● **TASK DESCRIPTION**:
Reproduce the section of the listing that begins at the line containing "bytes)| match namespace::normalize_strict(bytes)" and finishes at the line containing "for (path, bytes) in rewritten". Include both end lines and nothing beyond them.

[EXCERPTED DATA — start]

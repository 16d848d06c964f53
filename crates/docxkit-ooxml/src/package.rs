//! DOCX package assembly
//!
//! [`Package`] ties the archive, relationship and document layers together.
//! Loading unpacks the container, walks the relationship chain to the main
//! document part and decodes it; the decoded parts are removed from the
//! working file map and every other part is carried through unchanged.
//! Saving renders the typed parts back to bytes, merges them into the file
//! map and writes the archive.

use std::io::{Read, Seek, Write};
use std::path::Path;

use crate::archive::FileMap;
use crate::config::PackageOptions;
use crate::content_types::{content_type_for_extension, ContentTypes, CONTENT_TYPES_PATH};
use crate::error::{OoxmlError, Result};
use crate::namespace;
use crate::relationships::{
    rels_path_for, resolve_document_part, resolve_target, Relationship, Relationships,
    TargetMode, ROOT_RELS_PATH, TYPE_HYPERLINK, TYPE_IMAGE, TYPE_OFFICE_DOCUMENT,
};
use crate::wml::Document;

/// Main document part of a package created from scratch
pub const DEFAULT_DOCUMENT_PATH: &str = "word/document.xml";

/// An unpacked WordprocessingML package
#[derive(Debug, Clone)]
pub struct Package {
    /// Parts not regenerated from the model, plus the last rendered parts
    files: FileMap,
    options: PackageOptions,
    root_rels: Relationships,
    document_path: String,
    document_rels: Relationships,
    content_types: ContentTypes,
    document: Document,
    /// Next number handed out as `rId{n}`; never decreases
    next_rel_id: u32,
}

impl Default for Package {
    fn default() -> Self {
        Self::new()
    }
}

impl Package {
    /// A fresh package holding an empty document
    pub fn new() -> Self {
        Self::with_options(PackageOptions::default())
    }

    /// A fresh package written back with `options`
    pub fn with_options(options: PackageOptions) -> Self {
        let mut root_rels = Relationships::new("");
        root_rels.push(Relationship {
            id: "rId1".to_string(),
            rel_type: TYPE_OFFICE_DOCUMENT.to_string(),
            target: DEFAULT_DOCUMENT_PATH.to_string(),
            target_mode: None,
        });

        Self {
            files: FileMap::new(),
            options,
            root_rels,
            document_path: DEFAULT_DOCUMENT_PATH.to_string(),
            document_rels: Relationships::new(DEFAULT_DOCUMENT_PATH),
            content_types: ContentTypes::minimal(DEFAULT_DOCUMENT_PATH),
            document: Document::new(),
            next_rel_id: 1,
        }
    }

    /// Open a package from a file
    pub fn open<P: AsRef<Path>>(path: P) -> Result<Self> {
        Self::open_with_options(path, PackageOptions::default())
    }

    /// Open a package from a file with explicit options
    pub fn open_with_options<P: AsRef<Path>>(path: P, options: PackageOptions) -> Result<Self> {
        Self::unpack(FileMap::open(path)?, options)
    }

    /// Unpack a package from container bytes
    pub fn from_bytes(bytes: &[u8]) -> Result<Self> {
        Self::from_bytes_with_options(bytes, PackageOptions::default())
    }

    /// Unpack a package from container bytes with explicit options
    pub fn from_bytes_with_options(bytes: &[u8], options: PackageOptions) -> Result<Self> {
        Self::unpack(FileMap::from_bytes(bytes)?, options)
    }

    /// Unpack a package from any seekable reader
    pub fn from_reader<R: Read + Seek>(reader: R) -> Result<Self> {
        Self::from_reader_with_options(reader, PackageOptions::default())
    }

    /// Unpack a package from any seekable reader with explicit options
    pub fn from_reader_with_options<R: Read + Seek>(
        reader: R,
        options: PackageOptions,
    ) -> Result<Self> {
        Self::unpack(FileMap::from_reader(reader)?, options)
    }

    fn unpack(mut files: FileMap, options: PackageOptions) -> Result<Self> {
        if options.normalize_namespaces {
            normalize_parts(&mut files);
        }

        let resolved = resolve_document_part(&files)?;
        let document_path = resolved.part_path;

        let document_xml = files
            .get(&document_path)
            .ok_or_else(|| OoxmlError::MissingPart(document_path.clone()))?;
        let document = Document::parse(document_xml, &document_path)?;

        let content_types = match files.get(CONTENT_TYPES_PATH) {
            Some(xml) => ContentTypes::parse(xml)?,
            None => {
                tracing::debug!("no content types part, synthesising one");
                ContentTypes::minimal(&document_path)
            }
        };

        files.remove(&document_path);
        files.remove(&rels_path_for(&document_path));
        files.remove(ROOT_RELS_PATH);
        files.remove(CONTENT_TYPES_PATH);

        if !options.keep_unknown_parts {
            let referenced = referenced_parts(&resolved.root_rels, &resolved.document_rels);
            files.retain(|path| referenced.iter().any(|p| p == path));
        }

        let next_rel_id = resolved.document_rels.max_id_number() + 1;
        tracing::debug!(
            part = %document_path,
            blocks = document.body.children.len(),
            passthrough = files.len(),
            "unpacked package"
        );

        Ok(Self {
            files,
            options,
            root_rels: resolved.root_rels,
            document_path,
            document_rels: resolved.document_rels,
            content_types,
            document,
            next_rel_id,
        })
    }

    /// Render the modelled parts to bytes without touching the package
    ///
    /// Returns the main document part, its relationships, the root
    /// relationships and the content types, keyed by archive path.
    pub fn render_parts(&self) -> Result<Vec<(String, Vec<u8>)>> {
        let parts = vec![
            (self.document_path.clone(), self.document.to_xml()?),
            (
                rels_path_for(&self.document_path),
                self.document_rels.to_xml()?,
            ),
            (ROOT_RELS_PATH.to_string(), self.root_rels.to_xml()?),
            (CONTENT_TYPES_PATH.to_string(), self.content_types.to_xml()?),
        ];
        tracing::debug!(count = parts.len(), "rendered modelled parts");
        Ok(parts)
    }

    /// Render the modelled parts and store them in the file map
    fn merge_rendered(&mut self) -> Result<()> {
        for (path, bytes) in self.render_parts()? {
            self.files.set(path, bytes);
        }
        Ok(())
    }

    /// Render and write the package, returning the container bytes
    ///
    /// The rendered parts stay in the file map afterwards.
    pub fn pack(&mut self) -> Result<Vec<u8>> {
        self.merge_rendered()?;
        self.files.to_bytes(self.options.compression)
    }

    /// Save the package to a file
    pub fn save<P: AsRef<Path>>(&mut self, path: P) -> Result<()> {
        self.merge_rendered()?;
        self.files.write_to_file(path, self.options.compression)
    }

    /// Save the package to a file
    pub fn save_to<P: AsRef<Path>>(&mut self, path: P) -> Result<()> {
        self.save(path)
    }

    /// Write the package to any seekable writer
    pub fn write<W: Write + Seek>(&mut self, writer: W) -> Result<()> {
        self.merge_rendered()?;
        self.files.write_to(writer, self.options.compression)
    }

    /// Same as [`pack`](Self::pack)
    pub fn to_bytes(&mut self) -> Result<Vec<u8>> {
        self.pack()
    }

    /// Add a relationship from the main document part and return its id
    pub fn add_relationship(
        &mut self,
        rel_type: &str,
        target: &str,
        target_mode: Option<TargetMode>,
    ) -> String {
        let id = format!("rId{}", self.next_rel_id);
        self.next_rel_id += 1;
        self.document_rels.push(Relationship {
            id: id.clone(),
            rel_type: rel_type.to_string(),
            target: target.to_string(),
            target_mode,
        });
        tracing::debug!(id = %id, target = %target, "added relationship");
        id
    }

    /// Remove a document relationship; its id is not handed out again
    pub fn remove_relationship(&mut self, id: &str) -> Option<Relationship> {
        self.document_rels.remove(id)
    }

    /// Add an external hyperlink relationship and return its id
    pub fn add_hyperlink(&mut self, url: &str) -> String {
        self.add_relationship(TYPE_HYPERLINK, url, Some(TargetMode::External))
    }

    /// Store an image under the document's `media/` directory and return the
    /// relationship id to reference it with (`r:embed`)
    pub fn add_picture(&mut self, bytes: Vec<u8>, file_name: &str) -> String {
        let extension = file_name
            .rsplit_once('.')
            .map(|(_, ext)| ext.to_ascii_lowercase())
            .unwrap_or_else(|| "bin".to_string());

        let mut index = 1;
        let target = loop {
            let target = format!("media/image{index}.{extension}");
            if !self.files.contains(&self.resolve(&target)) {
                break target;
            }
            index += 1;
        };

        let part_path = self.resolve(&target);
        self.files.set(&part_path, bytes);
        self.content_types
            .add_default(&extension, content_type_for_extension(&extension));
        tracing::debug!(part = %part_path, "stored picture");

        self.add_relationship(TYPE_IMAGE, &target, None)
    }

    /// The decoded main document
    pub fn document(&self) -> &Document {
        &self.document
    }

    /// Mutable access to the main document
    pub fn document_mut(&mut self) -> &mut Document {
        &mut self.document
    }

    /// Archive path of the main document part
    pub fn document_path(&self) -> &str {
        &self.document_path
    }

    /// Relationships of the main document part
    pub fn relationships(&self) -> &Relationships {
        &self.document_rels
    }

    /// Package root relationships
    pub fn root_relationships(&self) -> &Relationships {
        &self.root_rels
    }

    /// Content types of the package
    pub fn content_types(&self) -> &ContentTypes {
        &self.content_types
    }

    /// Options this package was opened with
    pub fn options(&self) -> &PackageOptions {
        &self.options
    }

    /// Parts carried through unchanged (plus the rendered parts after a save)
    pub fn files(&self) -> &FileMap {
        &self.files
    }

    /// Media parts stored next to the main document
    pub fn media(&self) -> impl Iterator<Item = (&str, &[u8])> {
        let prefix = format!("{}/", self.resolve("media"));
        self.files
            .iter()
            .filter(move |(path, _)| path.starts_with(&prefix))
    }

    /// Resolve a target relative to the main document part
    fn resolve(&self, target: &str) -> String {
        resolve_target(&self.document_path, target)
    }
}

/// Rewrite strict namespace URIs in every XML part
fn normalize_parts(files: &mut FileMap) {
    let rewritten: Vec<(String, Vec<u8>)> = files
        .iter()
        .filter(|(path, _)| path.ends_with(".xml") || path.ends_with(".rels"))
        .filter_map(|(path, bytes)| match namespace::normalize_strict(bytes) {
            std::borrow::Cow::Owned(normalized) => Some((path.to_string(), normalized)),
            std::borrow::Cow::Borrowed(_) => None,
        })
        .collect();
    if !rewritten.is_empty() {
        tracing::debug!(count = rewritten.len(), "normalized strict namespaces");
    }
    for (path, bytes) in rewritten {
        files.set(path, bytes);
    }
}

/// Internal targets of the root and document relationships
fn referenced_parts(root_rels: &Relationships, document_rels: &Relationships) -> Vec<String> {
    let internal = |rels: &Relationships| -> Vec<String> {
        rels.iter()
            .filter(|r| !r.is_external())
            .map(|r| resolve_target(&rels.relative_path, &r.target))
            .collect()
    };
    let mut parts = internal(root_rels);
    parts.extend(internal(document_rels));
    parts
}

[EXCERPTED DATA — finish]

● **TASK ANSWER**:
        .filter_map(|(path, bytes)| match namespace::normalize_strict(bytes) {
            std::borrow::Cow::Owned(normalized) => Some((path.to_string(), normalized)),
            std::borrow::Cow::Borrowed(_) => None,
        })
        .collect();
    if !rewritten.is_empty() {
        tracing::debug!(count = rewritten.len(), "normalized strict namespaces");
    }
    for (path, bytes) in rewritten {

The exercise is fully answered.